[Stored items]
========================================================================
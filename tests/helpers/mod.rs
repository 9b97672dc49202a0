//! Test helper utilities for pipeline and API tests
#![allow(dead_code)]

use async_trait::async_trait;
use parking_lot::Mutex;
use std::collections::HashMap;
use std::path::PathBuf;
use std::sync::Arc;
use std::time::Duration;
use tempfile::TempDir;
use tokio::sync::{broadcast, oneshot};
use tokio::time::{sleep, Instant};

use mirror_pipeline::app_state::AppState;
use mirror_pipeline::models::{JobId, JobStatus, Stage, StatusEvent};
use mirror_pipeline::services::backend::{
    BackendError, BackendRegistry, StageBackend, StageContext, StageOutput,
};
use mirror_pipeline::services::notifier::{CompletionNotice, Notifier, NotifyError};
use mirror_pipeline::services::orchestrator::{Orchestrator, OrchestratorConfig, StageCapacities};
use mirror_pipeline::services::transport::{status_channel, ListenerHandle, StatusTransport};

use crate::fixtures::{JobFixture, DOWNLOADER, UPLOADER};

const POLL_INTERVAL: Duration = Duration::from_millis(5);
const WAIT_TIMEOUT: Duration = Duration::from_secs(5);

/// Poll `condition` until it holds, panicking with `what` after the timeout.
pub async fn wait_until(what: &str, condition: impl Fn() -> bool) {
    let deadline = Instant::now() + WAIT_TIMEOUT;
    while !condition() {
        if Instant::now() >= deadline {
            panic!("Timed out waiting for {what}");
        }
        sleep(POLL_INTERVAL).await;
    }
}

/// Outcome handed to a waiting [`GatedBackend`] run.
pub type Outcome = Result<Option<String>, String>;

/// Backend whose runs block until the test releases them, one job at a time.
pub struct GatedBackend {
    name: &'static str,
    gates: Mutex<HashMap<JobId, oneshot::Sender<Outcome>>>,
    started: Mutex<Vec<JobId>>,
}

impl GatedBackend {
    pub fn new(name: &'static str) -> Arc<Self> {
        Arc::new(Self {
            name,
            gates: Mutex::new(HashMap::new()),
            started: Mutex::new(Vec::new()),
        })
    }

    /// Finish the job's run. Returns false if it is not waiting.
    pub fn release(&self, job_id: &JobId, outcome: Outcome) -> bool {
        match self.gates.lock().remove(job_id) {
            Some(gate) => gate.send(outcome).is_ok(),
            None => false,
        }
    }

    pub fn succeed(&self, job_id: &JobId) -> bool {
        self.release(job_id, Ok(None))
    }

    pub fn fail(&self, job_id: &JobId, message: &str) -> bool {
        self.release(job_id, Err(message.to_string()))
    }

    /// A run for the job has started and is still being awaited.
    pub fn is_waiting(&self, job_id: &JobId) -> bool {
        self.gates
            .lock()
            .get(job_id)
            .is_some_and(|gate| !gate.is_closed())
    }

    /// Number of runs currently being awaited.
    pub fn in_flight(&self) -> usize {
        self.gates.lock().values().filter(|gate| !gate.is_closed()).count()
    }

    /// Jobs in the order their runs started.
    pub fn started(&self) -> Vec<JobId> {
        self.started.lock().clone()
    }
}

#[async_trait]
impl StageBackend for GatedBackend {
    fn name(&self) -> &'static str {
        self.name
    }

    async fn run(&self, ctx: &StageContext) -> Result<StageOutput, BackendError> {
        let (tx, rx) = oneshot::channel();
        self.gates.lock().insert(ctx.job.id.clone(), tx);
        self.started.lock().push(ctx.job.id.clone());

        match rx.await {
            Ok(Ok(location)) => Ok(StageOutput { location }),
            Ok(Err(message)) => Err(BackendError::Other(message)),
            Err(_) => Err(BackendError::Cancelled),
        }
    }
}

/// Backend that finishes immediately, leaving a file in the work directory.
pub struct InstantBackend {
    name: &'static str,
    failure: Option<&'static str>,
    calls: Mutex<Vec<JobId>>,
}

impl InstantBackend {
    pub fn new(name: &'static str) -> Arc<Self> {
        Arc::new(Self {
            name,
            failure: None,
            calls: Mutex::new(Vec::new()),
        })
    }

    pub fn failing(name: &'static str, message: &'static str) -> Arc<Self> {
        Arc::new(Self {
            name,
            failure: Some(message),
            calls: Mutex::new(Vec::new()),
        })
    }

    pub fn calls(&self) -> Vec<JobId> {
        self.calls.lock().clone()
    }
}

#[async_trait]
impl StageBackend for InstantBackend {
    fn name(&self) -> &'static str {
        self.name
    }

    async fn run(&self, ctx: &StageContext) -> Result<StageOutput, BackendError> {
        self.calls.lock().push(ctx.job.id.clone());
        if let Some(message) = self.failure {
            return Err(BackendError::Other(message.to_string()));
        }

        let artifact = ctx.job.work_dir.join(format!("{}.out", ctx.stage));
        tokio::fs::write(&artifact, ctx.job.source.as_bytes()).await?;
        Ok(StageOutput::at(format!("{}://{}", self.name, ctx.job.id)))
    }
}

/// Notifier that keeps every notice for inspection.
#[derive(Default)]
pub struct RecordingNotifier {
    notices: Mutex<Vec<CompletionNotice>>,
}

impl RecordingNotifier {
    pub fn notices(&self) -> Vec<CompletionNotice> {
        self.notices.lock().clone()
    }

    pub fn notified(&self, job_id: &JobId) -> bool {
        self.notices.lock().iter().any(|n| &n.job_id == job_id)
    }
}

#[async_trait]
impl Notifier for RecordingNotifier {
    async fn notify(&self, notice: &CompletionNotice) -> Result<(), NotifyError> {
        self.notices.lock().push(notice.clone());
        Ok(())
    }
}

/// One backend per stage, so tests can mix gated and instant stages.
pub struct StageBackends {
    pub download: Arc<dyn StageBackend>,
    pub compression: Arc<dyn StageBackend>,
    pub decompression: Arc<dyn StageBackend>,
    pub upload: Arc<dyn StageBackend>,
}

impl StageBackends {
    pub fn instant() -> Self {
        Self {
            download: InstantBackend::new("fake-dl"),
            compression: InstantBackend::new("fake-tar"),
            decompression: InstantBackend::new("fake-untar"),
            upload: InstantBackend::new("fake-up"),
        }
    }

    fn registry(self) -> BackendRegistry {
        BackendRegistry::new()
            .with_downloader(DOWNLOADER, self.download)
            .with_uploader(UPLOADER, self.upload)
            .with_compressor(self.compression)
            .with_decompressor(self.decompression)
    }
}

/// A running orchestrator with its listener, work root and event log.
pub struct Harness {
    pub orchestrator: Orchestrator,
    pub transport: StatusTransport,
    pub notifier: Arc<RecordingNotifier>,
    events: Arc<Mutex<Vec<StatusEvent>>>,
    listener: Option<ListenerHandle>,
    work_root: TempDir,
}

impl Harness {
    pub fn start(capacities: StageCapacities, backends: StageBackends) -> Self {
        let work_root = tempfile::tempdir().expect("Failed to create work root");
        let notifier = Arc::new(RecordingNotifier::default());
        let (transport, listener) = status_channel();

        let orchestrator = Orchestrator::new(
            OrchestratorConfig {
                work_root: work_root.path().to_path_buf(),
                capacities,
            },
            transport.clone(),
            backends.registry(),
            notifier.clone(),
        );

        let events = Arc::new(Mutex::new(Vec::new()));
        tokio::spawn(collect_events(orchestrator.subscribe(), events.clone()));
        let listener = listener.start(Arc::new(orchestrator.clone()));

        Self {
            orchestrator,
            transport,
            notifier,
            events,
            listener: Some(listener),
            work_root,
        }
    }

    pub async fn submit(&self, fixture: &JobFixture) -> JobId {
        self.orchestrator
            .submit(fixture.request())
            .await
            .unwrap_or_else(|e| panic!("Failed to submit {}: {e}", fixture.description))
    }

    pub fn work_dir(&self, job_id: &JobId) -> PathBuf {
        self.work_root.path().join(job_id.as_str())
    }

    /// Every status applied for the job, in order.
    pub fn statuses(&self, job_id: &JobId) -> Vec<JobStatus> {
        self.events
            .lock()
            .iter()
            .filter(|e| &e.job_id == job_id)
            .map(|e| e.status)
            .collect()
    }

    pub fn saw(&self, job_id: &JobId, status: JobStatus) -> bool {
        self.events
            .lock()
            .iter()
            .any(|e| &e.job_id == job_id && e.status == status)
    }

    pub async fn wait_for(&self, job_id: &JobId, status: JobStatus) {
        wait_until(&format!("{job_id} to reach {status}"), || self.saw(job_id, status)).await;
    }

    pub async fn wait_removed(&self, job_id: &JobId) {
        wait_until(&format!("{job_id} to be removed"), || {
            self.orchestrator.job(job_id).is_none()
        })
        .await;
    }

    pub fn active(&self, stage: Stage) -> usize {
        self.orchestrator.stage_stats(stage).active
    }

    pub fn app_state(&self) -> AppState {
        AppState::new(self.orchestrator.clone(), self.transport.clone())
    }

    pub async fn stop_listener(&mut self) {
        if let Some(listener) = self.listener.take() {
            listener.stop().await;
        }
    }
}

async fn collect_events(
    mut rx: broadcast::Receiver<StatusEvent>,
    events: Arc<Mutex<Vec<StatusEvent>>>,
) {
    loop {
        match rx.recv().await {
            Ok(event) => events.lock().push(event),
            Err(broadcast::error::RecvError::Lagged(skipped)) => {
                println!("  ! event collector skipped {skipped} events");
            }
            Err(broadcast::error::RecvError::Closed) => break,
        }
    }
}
========================================================================
EXERCISE BRIEF: Taking the entries above, restate exactly those lines that fall between the line with "#[derive(Default)]" and the line with "impl Notifier for", keeping both of those lines too.

RESULT:
#[derive(Default)]
pub struct RecordingNotifier {
    notices: Mutex<Vec<CompletionNotice>>,
}

impl RecordingNotifier {
    pub fn notices(&self) -> Vec<CompletionNotice> {
        self.notices.lock().clone()
    }

    pub fn notified(&self, job_id: &JobId) -> bool {
        self.notices.lock().iter().any(|n| &n.job_id == job_id)
    }
}

#[async_trait]
impl Notifier for RecordingNotifier {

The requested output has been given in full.